CronacaTorino
Derubato con la tecnica dell’abbraccio, novantenne di Pianezza segue la ladra e fa scattare l’arresto
I carabinieri della stazione di Alpignano sono intervenuti nel giro di pochi minuti, sorprendendo la donna mentre tentava di utilizzare la carta bancaria sottratta poco prima
PIANEZZA – Ha scoperto di essere stato derubato e, invece di lasciarsi prendere dal panico, ha mantenuto il sangue freddo, seguendo la donna che gli aveva appena sottratto il portafoglio e consentendo ai carabinieri di arrestarla. Protagonista della vicenda è un pensionato di 89 anni residente a Pianezza, nel Torinese, vittima della cosiddetta “tecnica dell’abbraccio”.
L’episodio risale al pomeriggio di giovedì scorso. Secondo quanto ricostruito dai carabinieri, una donna di 59 anni avrebbe avvicinato l’anziano in via 25 Aprile fingendo di essere una sua conoscente di vecchia data. Con il pretesto di salutarlo calorosamente, si sarebbe lanciata tra le sue braccia, approfittando della vicinanza fisica per sottrargli il portafoglio.

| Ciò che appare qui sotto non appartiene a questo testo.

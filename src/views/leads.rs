// ============================================================================
// LEADS - Actualización de status con feedback vía toast
// ============================================================================

use gloo_timers::callback::Timeout;

use crate::services::ApiClient;
use crate::utils::constants::RELOAD_DELAY_MS;
use crate::views::toast::{show_toast, ToastKind};

/// Decisión de feedback para el resultado del update
#[derive(Debug, Clone, Copy, PartialEq, Eq)]
pub struct LeadFeedback {
    pub kind: ToastKind,
    pub message: &'static str,
    /// Some = recargar la página después de esta espera
    pub reload_after_ms: Option<u32>,
}

/// Clasificación pura del resultado: 2xx recarga, cualquier otra respuesta o
/// fallo de red solo avisa. No hay update optimista; la lista recién refleja
/// el cambio tras la recarga.
pub fn lead_feedback(outcome: &Result<u16, String>) -> LeadFeedback {
    match outcome {
        Ok(status) if (200..300).contains(status) => LeadFeedback {
            kind: ToastKind::Success,
            message: "Status do lead atualizado com sucesso",
            reload_after_ms: Some(RELOAD_DELAY_MS),
        },
        Ok(_) => LeadFeedback {
            kind: ToastKind::Danger,
            message: "Falha ao atualizar status do lead",
            reload_after_ms: None,
        },
        Err(_) => LeadFeedback {
            kind: ToastKind::Danger,
            message: "Erro ao atualizar status do lead",
            reload_after_ms: None,
        },
    }
}

/// POST del nuevo status y reflejo del resultado en la UI
pub async fn update_lead_status(lead_id: String, status: String) {
    let api = ApiClient::new();
    let outcome = api.update_lead_status(&lead_id, &status).await;

    if let Err(e) = &outcome {
        log::error!("❌ Error actualizando lead {}: {}", lead_id, e);
    }

    let feedback = lead_feedback(&outcome);
    if let Err(e) = show_toast(feedback.message, feedback.kind) {
        log::error!("❌ Error mostrando toast: {:?}", e);
    }

    if let Some(delay_ms) = feedback.reload_after_ms {
        Timeout::new(delay_ms, || {
            if let Some(window) = crate::dom::window() {
                let _ = window.location().reload();
            }
        })
        .forget();
    }
}

#[cfg(test)]
mod tests {
    use super::*;

    #[test]
    fn ok_response_toasts_success_and_schedules_reload() {
        let feedback = lead_feedback(&Ok(200));
        assert_eq!(feedback.kind, ToastKind::Success);
        assert_eq!(feedback.message, "Status do lead atualizado com sucesso");
        assert_eq!(feedback.reload_after_ms, Some(RELOAD_DELAY_MS));

        assert_eq!(lead_feedback(&Ok(204)).reload_after_ms, Some(RELOAD_DELAY_MS));
    }

    #[test]
    fn http_error_toasts_failure_without_reload() {
        let feedback = lead_feedback(&Ok(500));
        assert_eq!(feedback.kind, ToastKind::Danger);
        assert_eq!(feedback.message, "Falha ao atualizar status do lead");
        assert_eq!(feedback.reload_after_ms, None);

        assert_eq!(lead_feedback(&Ok(404)).reload_after_ms, None);
    }

    #[test]
    fn network_error_toasts_failure_without_reload() {
        let feedback = lead_feedback(&Err("Network error: timeout".to_string()));
        assert_eq!(feedback.kind, ToastKind::Danger);
        assert_eq!(feedback.message, "Erro ao atualizar status do lead");
        assert_eq!(feedback.reload_after_ms, None);
    }
}
// Utils compartidos

pub mod bootstrap_ffi;
pub mod clipboard;
pub mod constants;
pub mod format;

pub use constants::*;
// ============================================================================
// VIEWS - Comportamientos de página sobre el DOM renderizado por el servidor
// ============================================================================

pub mod dashboard;
pub mod forms;
pub mod leads;
pub mod notifications;
pub mod tables;
pub mod toast;
pub mod widgets;

pub use dashboard::*;
pub use forms::*;
pub use leads::*;
pub use notifications::*;
pub use tables::*;
pub use toast::*;
pub use widgets::*;
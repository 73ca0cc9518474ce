use std::env;
use std::fs;
use std::path::Path;

// Expone las variables de .env (p.ej. API_BASE_URL) como rustc-env para que
// option_env! las vea en tiempo de compilación.
fn main() {
    let env_file = Path::new(".env");

    if env_file.exists() {
        println!("cargo:rerun-if-changed=.env");

        if let Ok(contents) = fs::read_to_string(env_file) {
            for line in contents.lines() {
                let line = line.trim();
                if line.is_empty() || line.starts_with('#') {
                    continue;
                }

                if let Some((key, value)) = line.split_once('=') {
                    let key = key.trim();
                    let value = value.trim();

                    // Las variables ya definidas en el entorno tienen prioridad
                    if env::var(key).is_err() {
                        println!("cargo:rustc-env={}={}", key, value);
                    }
                }
            }
        }
    }

    println!("cargo:rerun-if-changed=build.rs");
}
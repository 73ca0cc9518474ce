// ============================================================================
// MM CONECTA LEADS - FRONTEND DE PÁGINA (RUST/WASM)
// ============================================================================
// Glue de UI sobre las páginas renderizadas por el servidor:
// - App: cablea los comportamientos al cargar (tooltips, polling, forms...)
// - commands: superficie de entrada para el markup (data-command)
// - Exports #[wasm_bindgen]: utilidades invocables desde otros scripts
// ============================================================================

pub mod app;
pub mod commands;
pub mod dom;
pub mod models;
pub mod services;
pub mod utils;
pub mod views;

use std::cell::RefCell;

use wasm_bindgen::closure::Closure;
use wasm_bindgen::prelude::*;
use wasm_bindgen::JsCast;
use wasm_bindgen_futures::spawn_local;

use crate::app::App;

// Instancia global de App para mantenerla viva durante la vida de la página
thread_local! {
    static APP: RefCell<Option<App>> = RefCell::new(None);
}

#[wasm_bindgen(start)]
pub fn main() -> Result<(), JsValue> {
    console_error_panic_hook::set_once();
    wasm_logger::init(wasm_logger::Config::default());
    log::info!("🚀 MM Conecta Leads - frontend iniciando...");

    let document = dom::document().ok_or_else(|| JsValue::from_str("No document"))?;
    if document.ready_state() == "loading" {
        // El módulo puede cargarse antes de que el DOM esté parseado
        // Nota: este listener global se registra UNA sola vez en el start
        let closure = Closure::wrap(Box::new(move |_e: web_sys::Event| {
            boot_app();
        }) as Box<dyn FnMut(web_sys::Event)>);
        document
            .add_event_listener_with_callback("DOMContentLoaded", closure.as_ref().unchecked_ref())?;
        closure.forget();
    } else {
        boot_app();
    }

    Ok(())
}

fn boot_app() {
    match App::boot() {
        Ok(app) => APP.with(|cell| *cell.borrow_mut() = Some(app)),
        Err(e) => log::error!("❌ [APP] Error inicializando la página: {:?}", e),
    }
}

// ============================================================================
// Superficie explícita para scripts de la aplicación
// ============================================================================

/// Mostrar un toast; kind: success | danger | warning | info (default info)
#[wasm_bindgen(js_name = showToast)]
pub fn show_toast_js(message: &str, kind: Option<String>) {
    let kind = views::toast::ToastKind::parse_or_info(kind.as_deref().unwrap_or("info"));
    if let Err(e) = views::toast::show_toast(message, kind) {
        log::error!("❌ Error mostrando toast: {:?}", e);
    }
}

/// Actualizar el status de un lead y reflejar el resultado en la UI
#[wasm_bindgen(js_name = updateLeadStatus)]
pub fn update_lead_status_js(lead_id: String, status: String) {
    spawn_local(views::leads::update_lead_status(lead_id, status));
}

/// Abrir el diálogo de impresión
#[wasm_bindgen(js_name = printPage)]
pub fn print_page_js() {
    utils::clipboard::print_page();
}

/// Copiar texto al portapapeles con feedback vía toast
#[wasm_bindgen(js_name = copyToClipboard)]
pub fn copy_to_clipboard_js(text: &str) {
    utils::clipboard::copy_to_clipboard(text);
}

/// Fecha + hora en el locale de la aplicación
#[wasm_bindgen(js_name = formatDate)]
pub fn format_date_js(date_string: &str) -> String {
    utils::format::format_date(date_string)
}

/// Tiempo relativo ("Agora mesmo", "N minutos atrás", ...)
#[wasm_bindgen(js_name = formatRelativeTime)]
pub fn format_relative_time_js(date_string: &str) -> String {
    utils::format::format_relative_time(date_string)
}
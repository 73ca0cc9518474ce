// ============================================================================
// WIDGETS - Bootstrap de tooltips y auto-cierre de mensajes flash
// ============================================================================

use gloo_timers::callback::Timeout;
use wasm_bindgen::prelude::*;

use crate::dom::query_selector_all;
use crate::utils::bootstrap_ffi::{Alert, Tooltip};
use crate::utils::constants::ALERT_DISMISS_MS;

/// Instanciar un tooltip de Bootstrap sobre cada elemento marcado
pub fn init_tooltips() -> Result<(), JsValue> {
    let elements = query_selector_all("[data-bs-toggle=\"tooltip\"]")?;
    let count = elements.len();
    for element in &elements {
        let _ = Tooltip::new(element);
    }
    if count > 0 {
        log::debug!("💬 {} tooltips inicializados", count);
    }
    Ok(())
}

/// Auto-cierre de los mensajes flash no permanentes a los 5s
pub fn auto_dismiss_alerts() -> Result<(), JsValue> {
    for alert in query_selector_all(".alert:not(.alert-permanent)")? {
        Timeout::new(ALERT_DISMISS_MS, move || {
            Alert::new(&alert).close();
        })
        .forget();
    }
    Ok(())
}
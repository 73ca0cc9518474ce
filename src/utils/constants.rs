/// URL base del API. Vacía por defecto (mismo origen que la página),
/// configurable en tiempo de compilación vía API_BASE_URL (ver build.rs)
pub const API_BASE_URL: &str = match option_env!("API_BASE_URL") {
    Some(url) => url,
    None => "",
};

/// Polling de notificaciones
pub const NOTIFICATION_POLL_MS: u32 = 30_000;

/// Pulso de métricas del dashboard
pub const DASHBOARD_PULSE_MS: u32 = 60_000;

/// Vuelta a escala normal después del pulso
pub const PULSE_RESET_MS: u32 = 200;

/// Auto-cierre de mensajes flash
pub const ALERT_DISMISS_MS: u32 = 5_000;

/// Deadline de reactivación del botón de submit
pub const SUBMIT_FALLBACK_MS: u32 = 5_000;

/// Auto-cierre de toasts
pub const TOAST_DISMISS_MS: u32 = 4_000;

/// Debounce de inputs de búsqueda
pub const SEARCH_DEBOUNCE_MS: u32 = 300;

/// Espera antes de recargar tras actualizar un lead
pub const RELOAD_DELAY_MS: u32 = 1_000;
// ============================================================================
// TABLES - Hover de filas, confirmación de borrado y búsqueda con debounce
// ============================================================================

use gloo_timers::callback::Timeout;
use wasm_bindgen::prelude::*;
use wasm_bindgen::JsCast;
use web_sys::HtmlInputElement;

use crate::dom::{
    on_click, on_input, on_mouse_enter, on_mouse_leave, query_selector_all, remove_style, set_style,
};
use crate::utils::constants::SEARCH_DEBOUNCE_MS;

pub const DELETE_CONFIRM_TEXT: &str =
    "Tem certeza que deseja excluir este item? Esta ação não pode ser desfeita.";

const ROW_HOVER_BACKGROUND: &str = "rgba(255, 255, 255, 0.05)";

/// Cablear las tablas y los inputs de búsqueda de la página
pub fn enhance_tables() -> Result<(), JsValue> {
    wire_row_hover()?;
    wire_delete_confirmations()?;
    wire_search_debounce()?;
    Ok(())
}

fn wire_row_hover() -> Result<(), JsValue> {
    for row in query_selector_all("table tbody tr")? {
        let enter_row = row.clone();
        on_mouse_enter(&row, move |_| {
            let _ = set_style(&enter_row, "background-color", ROW_HOVER_BACKGROUND);
        })?;

        let leave_row = row.clone();
        on_mouse_leave(&row, move |_| {
            let _ = remove_style(&leave_row, "background-color");
        })?;
    }
    Ok(())
}

/// Cualquier control que sugiera un borrado queda detrás de un confirm
/// bloqueante; declinar cancela la acción por completo
fn wire_delete_confirmations() -> Result<(), JsValue> {
    let selector = "button[onclick*=\"delete\"], form[action*=\"delete\"] button[type=\"submit\"]";
    for button in query_selector_all(selector)? {
        on_click(&button, move |event| {
            let confirmed = crate::dom::window()
                .map(|w| w.confirm_with_message(DELETE_CONFIRM_TEXT).unwrap_or(false))
                .unwrap_or(false);
            if !confirmed {
                event.prevent_default();
            }
        })?;
    }
    Ok(())
}

/// Punto de extensión: por ahora el listener con debounce solo loguea la
/// búsqueda
fn wire_search_debounce() -> Result<(), JsValue> {
    let selector = "input[type=\"search\"], input[placeholder*=\"search\"]";
    for element in query_selector_all(selector)? {
        let Ok(input) = element.dyn_into::<HtmlInputElement>() else {
            continue;
        };

        let mut pending: Option<Timeout> = None;
        let input_ref = input.clone();
        on_input(&input, move |_| {
            let query = input_ref.value();
            // Soltar el timeout pendiente lo cancela
            drop(pending.take());
            pending = Some(Timeout::new(SEARCH_DEBOUNCE_MS, move || {
                log::info!("🔍 Buscando: {}", query);
            }));
        })?;
    }
    Ok(())
}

All’interno c’erano anche la carta bancaria e altri effetti personali. L’89enne si è però accorto quasi subito del furto. Senza perdere di vista la presunta responsabile, ha deciso di seguirla a distanza, intuendo che avrebbe potuto tentare di utilizzare la carta appena rubata.
Il pedinamento
La sua intuizione si è rivelata corretta. La donna si è infatti diretta verso uno sportello Atm con l’obiettivo di prelevare denaro. Nel frattempo il pensionato ha contattato il numero di emergenza 112, continuando a osservare i movimenti della sospettata e fornendo ai militari una descrizione dettagliata e indicazioni precise sulla sua posizione.
I carabinieri della stazione di Alpignano sono intervenuti nel giro di pochi minuti, sorprendendo la donna mentre tentava di utilizzare la carta bancaria sottratta poco prima. La 59enne è stata quindi arrestata in flagranza di reato con le accuse di furto con destrezza e tentato indebito utilizzo di strumenti di pagamento.
Su disposizione dell’autorità giudiziaria di Torino, la donna è stata inizialmente sottoposta agli arresti domiciliari. Nei giorni successivi il giudice ha convalidato l’arresto, applicando nei suoi confronti la misura cautelare dell’obbligo di firma nel comune di residenza.
La vicenda riporta l’attenzione sulla cosiddetta “tecnica dell’abbraccio”, un raggiro particolarmente insidioso che prende di mira soprattutto le persone anziane. I malintenzionati si presentano come vecchi amici o conoscenti, instaurano rapidamente un contatto fisico e sfruttano la distrazione della vittima per impossessarsi di portafogli, gioielli o altri oggetti di valore.
In questo caso, però, la prontezza e la lucidità dell’89enne hanno permesso di bloccare il tentativo di truffa e di consegnare la presunta autrice del furto alla giustizia.